### What this task involves
Your answer should be an exact copy of the lines from the start of the entries to the line containing "request. The built-in", both included.

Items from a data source
╭──

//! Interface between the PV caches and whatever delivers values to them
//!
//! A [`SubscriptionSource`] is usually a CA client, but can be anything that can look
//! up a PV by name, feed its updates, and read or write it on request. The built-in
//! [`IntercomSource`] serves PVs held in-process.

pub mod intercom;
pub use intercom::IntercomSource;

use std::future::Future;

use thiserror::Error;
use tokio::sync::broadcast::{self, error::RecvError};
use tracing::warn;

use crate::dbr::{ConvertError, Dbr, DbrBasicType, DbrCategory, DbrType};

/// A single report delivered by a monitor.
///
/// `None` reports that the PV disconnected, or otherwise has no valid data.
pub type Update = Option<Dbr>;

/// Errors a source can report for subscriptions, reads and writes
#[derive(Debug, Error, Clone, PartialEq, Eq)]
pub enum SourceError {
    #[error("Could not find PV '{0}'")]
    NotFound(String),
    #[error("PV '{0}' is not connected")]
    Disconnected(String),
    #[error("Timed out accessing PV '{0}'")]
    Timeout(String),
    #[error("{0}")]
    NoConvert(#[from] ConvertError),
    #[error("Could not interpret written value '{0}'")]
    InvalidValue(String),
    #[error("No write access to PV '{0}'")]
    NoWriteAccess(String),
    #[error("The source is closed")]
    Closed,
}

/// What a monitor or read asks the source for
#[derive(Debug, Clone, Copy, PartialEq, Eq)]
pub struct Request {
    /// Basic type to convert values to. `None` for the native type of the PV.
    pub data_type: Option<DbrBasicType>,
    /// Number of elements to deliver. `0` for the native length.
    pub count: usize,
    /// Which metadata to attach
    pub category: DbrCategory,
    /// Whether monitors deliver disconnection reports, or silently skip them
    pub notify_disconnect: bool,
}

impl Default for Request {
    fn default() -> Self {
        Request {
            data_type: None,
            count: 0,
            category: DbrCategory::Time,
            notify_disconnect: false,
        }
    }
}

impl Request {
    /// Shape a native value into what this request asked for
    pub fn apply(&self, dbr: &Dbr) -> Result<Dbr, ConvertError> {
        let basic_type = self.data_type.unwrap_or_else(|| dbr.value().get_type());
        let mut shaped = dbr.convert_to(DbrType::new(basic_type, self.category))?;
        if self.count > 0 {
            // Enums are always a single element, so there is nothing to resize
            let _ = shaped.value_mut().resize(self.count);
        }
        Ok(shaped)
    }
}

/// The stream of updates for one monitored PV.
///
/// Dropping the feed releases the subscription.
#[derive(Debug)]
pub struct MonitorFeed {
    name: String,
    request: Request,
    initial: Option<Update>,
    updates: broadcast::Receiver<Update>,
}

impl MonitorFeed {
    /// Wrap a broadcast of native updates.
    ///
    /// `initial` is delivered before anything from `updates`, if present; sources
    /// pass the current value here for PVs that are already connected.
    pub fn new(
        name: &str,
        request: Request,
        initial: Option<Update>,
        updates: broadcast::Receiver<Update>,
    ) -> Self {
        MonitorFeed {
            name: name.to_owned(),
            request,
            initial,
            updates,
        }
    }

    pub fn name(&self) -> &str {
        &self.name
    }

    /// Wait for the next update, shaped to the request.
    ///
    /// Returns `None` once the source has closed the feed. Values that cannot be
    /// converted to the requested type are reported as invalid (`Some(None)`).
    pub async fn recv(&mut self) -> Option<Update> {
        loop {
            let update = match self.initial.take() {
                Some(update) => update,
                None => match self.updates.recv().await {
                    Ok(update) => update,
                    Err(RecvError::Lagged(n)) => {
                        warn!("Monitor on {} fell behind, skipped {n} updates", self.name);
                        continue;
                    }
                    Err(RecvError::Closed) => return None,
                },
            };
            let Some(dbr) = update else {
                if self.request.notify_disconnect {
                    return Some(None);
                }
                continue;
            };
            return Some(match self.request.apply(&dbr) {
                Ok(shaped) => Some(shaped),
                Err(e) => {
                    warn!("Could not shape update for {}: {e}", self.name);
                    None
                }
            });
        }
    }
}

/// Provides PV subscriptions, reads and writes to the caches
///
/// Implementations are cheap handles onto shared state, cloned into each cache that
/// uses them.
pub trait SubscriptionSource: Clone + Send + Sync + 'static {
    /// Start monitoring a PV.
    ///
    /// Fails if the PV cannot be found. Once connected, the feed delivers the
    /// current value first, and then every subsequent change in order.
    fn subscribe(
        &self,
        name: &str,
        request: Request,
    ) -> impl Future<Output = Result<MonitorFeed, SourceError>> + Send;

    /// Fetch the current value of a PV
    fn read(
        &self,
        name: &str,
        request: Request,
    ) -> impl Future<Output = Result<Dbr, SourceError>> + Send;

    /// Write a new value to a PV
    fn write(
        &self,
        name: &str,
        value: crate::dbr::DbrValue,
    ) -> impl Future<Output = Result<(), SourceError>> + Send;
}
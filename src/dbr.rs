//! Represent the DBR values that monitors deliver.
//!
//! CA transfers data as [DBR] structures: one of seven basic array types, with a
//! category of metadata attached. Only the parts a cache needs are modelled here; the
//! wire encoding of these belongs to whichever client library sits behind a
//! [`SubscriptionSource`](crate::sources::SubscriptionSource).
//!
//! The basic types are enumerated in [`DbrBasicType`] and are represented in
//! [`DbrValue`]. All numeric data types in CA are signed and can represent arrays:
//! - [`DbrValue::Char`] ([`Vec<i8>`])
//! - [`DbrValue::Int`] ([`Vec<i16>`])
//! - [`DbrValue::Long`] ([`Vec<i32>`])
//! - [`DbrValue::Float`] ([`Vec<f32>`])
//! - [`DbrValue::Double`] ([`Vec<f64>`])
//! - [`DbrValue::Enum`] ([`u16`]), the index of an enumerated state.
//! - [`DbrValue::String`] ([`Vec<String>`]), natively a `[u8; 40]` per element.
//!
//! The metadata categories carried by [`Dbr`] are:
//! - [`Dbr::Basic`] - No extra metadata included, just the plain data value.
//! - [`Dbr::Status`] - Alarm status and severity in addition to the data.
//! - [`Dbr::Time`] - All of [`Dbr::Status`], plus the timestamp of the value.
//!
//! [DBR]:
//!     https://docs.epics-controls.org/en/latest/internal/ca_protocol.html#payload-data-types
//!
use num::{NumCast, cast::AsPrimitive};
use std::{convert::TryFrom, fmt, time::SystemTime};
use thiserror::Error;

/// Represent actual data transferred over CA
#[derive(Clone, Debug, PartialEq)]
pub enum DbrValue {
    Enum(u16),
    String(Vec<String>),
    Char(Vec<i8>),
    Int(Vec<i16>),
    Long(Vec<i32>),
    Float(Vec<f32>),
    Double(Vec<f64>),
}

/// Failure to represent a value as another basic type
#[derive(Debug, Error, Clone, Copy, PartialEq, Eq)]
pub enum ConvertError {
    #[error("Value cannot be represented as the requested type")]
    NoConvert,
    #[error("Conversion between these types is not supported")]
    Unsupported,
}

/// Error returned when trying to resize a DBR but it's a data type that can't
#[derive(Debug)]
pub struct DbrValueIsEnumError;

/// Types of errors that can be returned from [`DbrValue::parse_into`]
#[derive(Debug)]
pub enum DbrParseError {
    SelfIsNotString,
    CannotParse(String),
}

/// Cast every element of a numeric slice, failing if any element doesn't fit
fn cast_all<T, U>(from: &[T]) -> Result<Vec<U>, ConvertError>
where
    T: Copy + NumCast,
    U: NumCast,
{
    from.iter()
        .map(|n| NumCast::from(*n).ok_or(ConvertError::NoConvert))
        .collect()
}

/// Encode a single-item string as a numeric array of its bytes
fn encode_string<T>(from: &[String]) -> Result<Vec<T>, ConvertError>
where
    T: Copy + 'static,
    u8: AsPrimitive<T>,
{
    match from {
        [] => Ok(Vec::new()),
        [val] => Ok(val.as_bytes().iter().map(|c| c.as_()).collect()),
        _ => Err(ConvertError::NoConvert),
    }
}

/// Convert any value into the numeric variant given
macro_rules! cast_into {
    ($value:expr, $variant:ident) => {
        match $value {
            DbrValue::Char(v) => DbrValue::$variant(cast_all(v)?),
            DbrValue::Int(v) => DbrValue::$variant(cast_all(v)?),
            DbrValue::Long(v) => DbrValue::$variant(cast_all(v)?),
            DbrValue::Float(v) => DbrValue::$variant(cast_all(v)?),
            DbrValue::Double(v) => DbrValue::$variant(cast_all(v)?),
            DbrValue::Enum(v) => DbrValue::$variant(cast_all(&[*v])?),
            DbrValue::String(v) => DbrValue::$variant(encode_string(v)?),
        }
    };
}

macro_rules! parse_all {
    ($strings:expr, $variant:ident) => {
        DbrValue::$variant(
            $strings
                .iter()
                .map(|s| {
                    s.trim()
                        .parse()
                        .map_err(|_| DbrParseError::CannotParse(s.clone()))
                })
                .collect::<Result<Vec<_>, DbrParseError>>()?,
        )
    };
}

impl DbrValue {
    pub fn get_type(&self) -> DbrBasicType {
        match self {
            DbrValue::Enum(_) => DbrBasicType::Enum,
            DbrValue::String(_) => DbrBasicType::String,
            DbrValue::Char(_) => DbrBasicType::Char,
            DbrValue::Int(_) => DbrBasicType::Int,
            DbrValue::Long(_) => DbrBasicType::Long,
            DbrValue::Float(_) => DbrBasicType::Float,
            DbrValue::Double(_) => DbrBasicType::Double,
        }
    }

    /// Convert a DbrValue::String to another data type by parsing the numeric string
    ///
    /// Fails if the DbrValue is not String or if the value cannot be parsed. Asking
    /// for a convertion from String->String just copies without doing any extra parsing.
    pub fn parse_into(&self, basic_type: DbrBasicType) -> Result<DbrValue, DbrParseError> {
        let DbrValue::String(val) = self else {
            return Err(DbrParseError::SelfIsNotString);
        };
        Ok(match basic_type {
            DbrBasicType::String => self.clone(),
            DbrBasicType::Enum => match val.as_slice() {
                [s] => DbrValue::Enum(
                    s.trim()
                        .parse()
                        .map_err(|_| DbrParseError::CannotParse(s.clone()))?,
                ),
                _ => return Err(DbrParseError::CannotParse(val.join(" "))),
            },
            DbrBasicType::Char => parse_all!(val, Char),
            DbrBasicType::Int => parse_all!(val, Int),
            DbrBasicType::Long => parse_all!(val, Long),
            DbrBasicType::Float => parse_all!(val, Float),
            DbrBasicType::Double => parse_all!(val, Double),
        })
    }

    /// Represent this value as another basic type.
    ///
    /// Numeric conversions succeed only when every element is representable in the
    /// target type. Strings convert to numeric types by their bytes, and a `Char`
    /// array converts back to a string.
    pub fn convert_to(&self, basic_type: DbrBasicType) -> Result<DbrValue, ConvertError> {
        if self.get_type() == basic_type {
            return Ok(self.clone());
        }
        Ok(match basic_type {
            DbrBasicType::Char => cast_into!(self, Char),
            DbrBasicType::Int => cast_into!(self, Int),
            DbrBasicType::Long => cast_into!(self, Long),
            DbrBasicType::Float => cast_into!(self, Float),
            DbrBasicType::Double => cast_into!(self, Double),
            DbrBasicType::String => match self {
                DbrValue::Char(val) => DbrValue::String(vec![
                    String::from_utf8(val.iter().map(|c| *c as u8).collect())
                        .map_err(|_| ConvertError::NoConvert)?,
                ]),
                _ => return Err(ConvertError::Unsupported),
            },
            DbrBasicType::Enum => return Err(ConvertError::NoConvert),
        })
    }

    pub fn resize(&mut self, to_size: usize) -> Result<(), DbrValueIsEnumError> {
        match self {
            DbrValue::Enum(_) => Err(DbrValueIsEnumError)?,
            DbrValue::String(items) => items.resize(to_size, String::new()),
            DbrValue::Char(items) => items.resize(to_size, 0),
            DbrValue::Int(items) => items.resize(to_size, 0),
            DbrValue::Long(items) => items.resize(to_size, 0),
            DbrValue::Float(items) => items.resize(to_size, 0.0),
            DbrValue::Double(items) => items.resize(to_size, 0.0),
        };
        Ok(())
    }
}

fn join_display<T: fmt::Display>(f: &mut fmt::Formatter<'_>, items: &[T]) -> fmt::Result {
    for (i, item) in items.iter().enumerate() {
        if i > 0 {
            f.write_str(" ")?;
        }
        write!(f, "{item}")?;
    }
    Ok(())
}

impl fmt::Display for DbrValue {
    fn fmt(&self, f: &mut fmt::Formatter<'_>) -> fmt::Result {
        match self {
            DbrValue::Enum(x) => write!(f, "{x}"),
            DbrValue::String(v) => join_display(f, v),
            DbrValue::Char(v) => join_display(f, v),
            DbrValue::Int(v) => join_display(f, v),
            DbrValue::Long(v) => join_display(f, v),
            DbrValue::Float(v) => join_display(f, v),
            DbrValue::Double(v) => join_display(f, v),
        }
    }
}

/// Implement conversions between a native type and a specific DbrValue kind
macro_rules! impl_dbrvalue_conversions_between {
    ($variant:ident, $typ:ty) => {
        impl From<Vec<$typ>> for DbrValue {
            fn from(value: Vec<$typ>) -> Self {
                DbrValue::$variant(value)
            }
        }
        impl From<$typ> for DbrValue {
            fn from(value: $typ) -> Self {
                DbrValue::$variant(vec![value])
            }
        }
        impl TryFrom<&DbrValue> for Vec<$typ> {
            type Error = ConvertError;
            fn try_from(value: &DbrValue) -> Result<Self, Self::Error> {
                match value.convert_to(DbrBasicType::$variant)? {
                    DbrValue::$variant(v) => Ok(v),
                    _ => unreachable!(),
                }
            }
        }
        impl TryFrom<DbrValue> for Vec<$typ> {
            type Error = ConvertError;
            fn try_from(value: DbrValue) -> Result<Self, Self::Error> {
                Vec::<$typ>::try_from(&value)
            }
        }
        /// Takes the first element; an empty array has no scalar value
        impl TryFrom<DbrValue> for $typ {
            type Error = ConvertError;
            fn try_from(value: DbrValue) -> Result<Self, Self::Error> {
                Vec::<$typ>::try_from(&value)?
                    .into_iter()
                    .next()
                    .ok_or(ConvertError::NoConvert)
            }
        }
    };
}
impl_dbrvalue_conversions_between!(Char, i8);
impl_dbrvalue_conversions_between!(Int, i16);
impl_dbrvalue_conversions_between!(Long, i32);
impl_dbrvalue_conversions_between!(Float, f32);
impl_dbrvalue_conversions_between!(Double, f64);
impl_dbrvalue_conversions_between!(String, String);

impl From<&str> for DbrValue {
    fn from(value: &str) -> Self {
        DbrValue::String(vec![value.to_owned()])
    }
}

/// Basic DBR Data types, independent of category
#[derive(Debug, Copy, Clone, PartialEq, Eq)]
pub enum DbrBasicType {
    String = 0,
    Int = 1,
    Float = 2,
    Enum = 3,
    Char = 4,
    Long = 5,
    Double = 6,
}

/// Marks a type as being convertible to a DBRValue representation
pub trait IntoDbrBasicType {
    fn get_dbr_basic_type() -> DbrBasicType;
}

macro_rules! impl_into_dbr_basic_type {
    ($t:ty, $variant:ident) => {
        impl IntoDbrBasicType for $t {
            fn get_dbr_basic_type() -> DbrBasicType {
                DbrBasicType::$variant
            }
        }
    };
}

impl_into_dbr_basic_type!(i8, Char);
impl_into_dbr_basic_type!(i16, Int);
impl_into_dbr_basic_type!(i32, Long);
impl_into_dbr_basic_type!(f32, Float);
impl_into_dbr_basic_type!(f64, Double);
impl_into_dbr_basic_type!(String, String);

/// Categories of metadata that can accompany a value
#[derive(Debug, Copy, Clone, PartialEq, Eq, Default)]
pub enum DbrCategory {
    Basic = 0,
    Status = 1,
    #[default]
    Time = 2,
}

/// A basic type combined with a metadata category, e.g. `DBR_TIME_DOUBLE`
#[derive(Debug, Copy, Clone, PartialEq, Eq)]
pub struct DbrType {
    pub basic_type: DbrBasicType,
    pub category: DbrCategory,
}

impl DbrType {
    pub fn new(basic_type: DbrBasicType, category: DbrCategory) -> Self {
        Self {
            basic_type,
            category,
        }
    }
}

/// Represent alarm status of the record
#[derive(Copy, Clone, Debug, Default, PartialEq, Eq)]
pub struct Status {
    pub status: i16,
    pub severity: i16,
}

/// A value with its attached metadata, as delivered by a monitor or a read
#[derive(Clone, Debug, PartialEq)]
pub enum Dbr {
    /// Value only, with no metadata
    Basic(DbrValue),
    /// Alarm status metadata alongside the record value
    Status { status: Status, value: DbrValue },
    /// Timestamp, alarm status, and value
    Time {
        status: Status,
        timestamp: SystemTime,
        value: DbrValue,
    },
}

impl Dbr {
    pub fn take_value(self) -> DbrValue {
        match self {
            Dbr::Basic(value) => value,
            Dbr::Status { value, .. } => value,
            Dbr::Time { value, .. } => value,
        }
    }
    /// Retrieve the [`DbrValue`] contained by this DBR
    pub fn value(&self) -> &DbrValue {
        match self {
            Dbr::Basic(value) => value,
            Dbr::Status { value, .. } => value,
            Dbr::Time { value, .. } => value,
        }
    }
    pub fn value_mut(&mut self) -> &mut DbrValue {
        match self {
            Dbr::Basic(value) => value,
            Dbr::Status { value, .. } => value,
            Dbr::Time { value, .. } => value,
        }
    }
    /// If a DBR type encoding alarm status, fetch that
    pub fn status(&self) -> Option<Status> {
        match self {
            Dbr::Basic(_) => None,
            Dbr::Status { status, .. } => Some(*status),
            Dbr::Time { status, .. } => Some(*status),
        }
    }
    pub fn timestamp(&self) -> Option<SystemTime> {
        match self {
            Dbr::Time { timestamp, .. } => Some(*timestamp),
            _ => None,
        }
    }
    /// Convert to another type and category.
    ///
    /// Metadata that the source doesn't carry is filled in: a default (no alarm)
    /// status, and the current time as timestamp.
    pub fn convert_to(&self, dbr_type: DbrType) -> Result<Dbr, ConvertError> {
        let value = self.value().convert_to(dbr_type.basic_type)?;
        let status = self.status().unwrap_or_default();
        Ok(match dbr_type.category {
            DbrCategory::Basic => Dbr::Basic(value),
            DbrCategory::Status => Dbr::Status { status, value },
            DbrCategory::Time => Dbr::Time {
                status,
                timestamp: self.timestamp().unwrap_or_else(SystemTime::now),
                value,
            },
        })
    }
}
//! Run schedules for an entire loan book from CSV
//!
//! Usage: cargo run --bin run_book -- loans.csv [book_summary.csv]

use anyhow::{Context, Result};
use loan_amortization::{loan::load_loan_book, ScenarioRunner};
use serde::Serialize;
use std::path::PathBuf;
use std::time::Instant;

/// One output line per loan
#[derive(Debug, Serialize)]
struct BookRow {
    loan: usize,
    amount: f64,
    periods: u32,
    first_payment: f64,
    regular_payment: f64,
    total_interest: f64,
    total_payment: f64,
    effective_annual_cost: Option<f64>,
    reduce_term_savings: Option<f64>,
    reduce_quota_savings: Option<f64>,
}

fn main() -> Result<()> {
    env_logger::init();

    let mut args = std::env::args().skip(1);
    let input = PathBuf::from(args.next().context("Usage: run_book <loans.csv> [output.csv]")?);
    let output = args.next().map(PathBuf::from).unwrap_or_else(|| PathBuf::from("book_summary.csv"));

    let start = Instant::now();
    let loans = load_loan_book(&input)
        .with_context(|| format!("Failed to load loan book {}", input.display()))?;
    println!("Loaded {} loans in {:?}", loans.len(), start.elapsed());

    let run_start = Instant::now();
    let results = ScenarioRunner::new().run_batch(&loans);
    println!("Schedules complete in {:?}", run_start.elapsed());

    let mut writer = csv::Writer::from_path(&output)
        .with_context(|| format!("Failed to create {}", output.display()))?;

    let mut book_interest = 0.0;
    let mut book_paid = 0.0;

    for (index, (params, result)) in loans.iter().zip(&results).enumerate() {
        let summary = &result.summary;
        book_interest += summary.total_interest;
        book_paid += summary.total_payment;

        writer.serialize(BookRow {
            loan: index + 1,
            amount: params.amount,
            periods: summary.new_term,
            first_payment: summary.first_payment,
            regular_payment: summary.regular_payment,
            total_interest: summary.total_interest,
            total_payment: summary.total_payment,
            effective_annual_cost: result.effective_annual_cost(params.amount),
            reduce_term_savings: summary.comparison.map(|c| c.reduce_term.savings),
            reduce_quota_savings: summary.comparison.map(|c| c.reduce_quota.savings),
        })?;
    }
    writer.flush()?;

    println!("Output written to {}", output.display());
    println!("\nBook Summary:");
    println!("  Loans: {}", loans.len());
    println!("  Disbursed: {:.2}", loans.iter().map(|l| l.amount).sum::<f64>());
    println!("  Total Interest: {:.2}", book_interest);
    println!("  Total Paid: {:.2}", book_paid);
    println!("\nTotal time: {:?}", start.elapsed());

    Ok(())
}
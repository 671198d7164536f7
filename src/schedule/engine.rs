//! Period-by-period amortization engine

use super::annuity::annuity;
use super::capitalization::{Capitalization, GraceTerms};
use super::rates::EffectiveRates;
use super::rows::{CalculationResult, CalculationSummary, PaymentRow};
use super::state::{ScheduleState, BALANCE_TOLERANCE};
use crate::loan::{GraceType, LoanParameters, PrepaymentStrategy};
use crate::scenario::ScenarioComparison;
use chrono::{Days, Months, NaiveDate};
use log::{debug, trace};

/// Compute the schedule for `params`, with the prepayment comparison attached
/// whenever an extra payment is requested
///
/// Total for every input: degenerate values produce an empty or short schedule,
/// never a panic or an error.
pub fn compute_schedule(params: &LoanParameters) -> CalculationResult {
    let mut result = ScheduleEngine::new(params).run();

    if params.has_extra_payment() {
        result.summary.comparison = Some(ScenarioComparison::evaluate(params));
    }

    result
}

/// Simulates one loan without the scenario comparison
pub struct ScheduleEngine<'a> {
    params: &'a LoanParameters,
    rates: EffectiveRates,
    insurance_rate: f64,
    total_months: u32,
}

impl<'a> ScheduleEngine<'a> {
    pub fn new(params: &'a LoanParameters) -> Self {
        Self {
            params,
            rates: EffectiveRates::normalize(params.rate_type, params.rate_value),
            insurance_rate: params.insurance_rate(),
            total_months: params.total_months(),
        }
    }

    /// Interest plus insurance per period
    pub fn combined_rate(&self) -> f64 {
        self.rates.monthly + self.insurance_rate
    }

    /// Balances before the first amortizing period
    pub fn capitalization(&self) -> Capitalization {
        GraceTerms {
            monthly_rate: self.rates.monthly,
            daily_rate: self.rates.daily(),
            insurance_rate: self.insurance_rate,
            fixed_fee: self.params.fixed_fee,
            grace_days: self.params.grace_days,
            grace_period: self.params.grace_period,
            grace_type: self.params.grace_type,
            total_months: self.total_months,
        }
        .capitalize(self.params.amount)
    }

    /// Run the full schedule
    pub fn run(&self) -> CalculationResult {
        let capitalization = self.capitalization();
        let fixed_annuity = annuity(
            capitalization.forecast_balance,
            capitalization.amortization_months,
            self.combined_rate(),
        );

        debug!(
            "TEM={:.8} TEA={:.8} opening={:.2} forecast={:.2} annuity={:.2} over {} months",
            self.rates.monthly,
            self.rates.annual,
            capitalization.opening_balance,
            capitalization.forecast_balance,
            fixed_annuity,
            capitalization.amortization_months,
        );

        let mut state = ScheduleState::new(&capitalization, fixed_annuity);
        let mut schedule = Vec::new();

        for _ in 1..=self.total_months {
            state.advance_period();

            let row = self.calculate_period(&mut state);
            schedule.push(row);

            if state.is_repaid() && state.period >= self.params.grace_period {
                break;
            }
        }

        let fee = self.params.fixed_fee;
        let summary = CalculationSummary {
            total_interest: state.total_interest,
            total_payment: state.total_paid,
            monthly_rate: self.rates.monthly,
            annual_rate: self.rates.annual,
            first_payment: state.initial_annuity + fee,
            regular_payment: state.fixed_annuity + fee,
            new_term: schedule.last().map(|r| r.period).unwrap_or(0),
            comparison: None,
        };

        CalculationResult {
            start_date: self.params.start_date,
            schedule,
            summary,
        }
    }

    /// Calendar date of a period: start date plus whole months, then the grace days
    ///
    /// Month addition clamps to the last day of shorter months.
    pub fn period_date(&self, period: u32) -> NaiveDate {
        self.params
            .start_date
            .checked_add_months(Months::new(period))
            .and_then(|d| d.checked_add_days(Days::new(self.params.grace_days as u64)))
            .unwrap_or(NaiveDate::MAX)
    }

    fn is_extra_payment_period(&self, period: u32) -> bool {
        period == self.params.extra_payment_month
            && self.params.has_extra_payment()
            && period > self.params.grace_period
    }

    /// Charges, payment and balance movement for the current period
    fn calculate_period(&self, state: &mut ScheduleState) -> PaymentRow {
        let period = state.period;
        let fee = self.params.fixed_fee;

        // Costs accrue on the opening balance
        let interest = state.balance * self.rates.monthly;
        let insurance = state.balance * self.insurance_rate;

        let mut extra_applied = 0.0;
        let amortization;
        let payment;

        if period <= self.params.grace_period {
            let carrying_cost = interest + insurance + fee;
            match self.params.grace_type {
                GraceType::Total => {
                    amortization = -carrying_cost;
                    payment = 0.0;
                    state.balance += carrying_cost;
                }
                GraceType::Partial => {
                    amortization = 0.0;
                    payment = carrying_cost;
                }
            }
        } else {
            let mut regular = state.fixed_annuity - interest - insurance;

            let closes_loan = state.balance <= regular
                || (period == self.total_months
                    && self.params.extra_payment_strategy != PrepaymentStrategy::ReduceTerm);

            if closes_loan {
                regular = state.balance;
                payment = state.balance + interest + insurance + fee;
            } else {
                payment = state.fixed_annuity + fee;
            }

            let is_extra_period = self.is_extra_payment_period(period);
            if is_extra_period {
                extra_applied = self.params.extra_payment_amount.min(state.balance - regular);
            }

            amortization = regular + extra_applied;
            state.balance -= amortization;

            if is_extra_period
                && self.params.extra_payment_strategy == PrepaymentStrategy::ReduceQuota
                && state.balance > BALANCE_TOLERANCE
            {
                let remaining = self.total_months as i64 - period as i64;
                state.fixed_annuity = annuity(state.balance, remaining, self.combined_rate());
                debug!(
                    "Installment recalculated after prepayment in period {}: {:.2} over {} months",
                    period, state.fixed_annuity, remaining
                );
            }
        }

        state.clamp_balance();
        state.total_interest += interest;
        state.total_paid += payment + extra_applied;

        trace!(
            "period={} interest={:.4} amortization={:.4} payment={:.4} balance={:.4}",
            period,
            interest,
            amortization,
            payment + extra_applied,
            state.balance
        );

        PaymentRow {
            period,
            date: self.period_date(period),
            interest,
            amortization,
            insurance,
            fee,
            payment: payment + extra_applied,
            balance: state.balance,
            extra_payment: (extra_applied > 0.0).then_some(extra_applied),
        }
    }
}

╰──

### Solved problem
//! Interface between the PV caches and whatever delivers values to them
//!
//! A [`SubscriptionSource`] is usually a CA client, but can be anything that can look
//! up a PV by name, feed its updates, and read or write it on request. The built-in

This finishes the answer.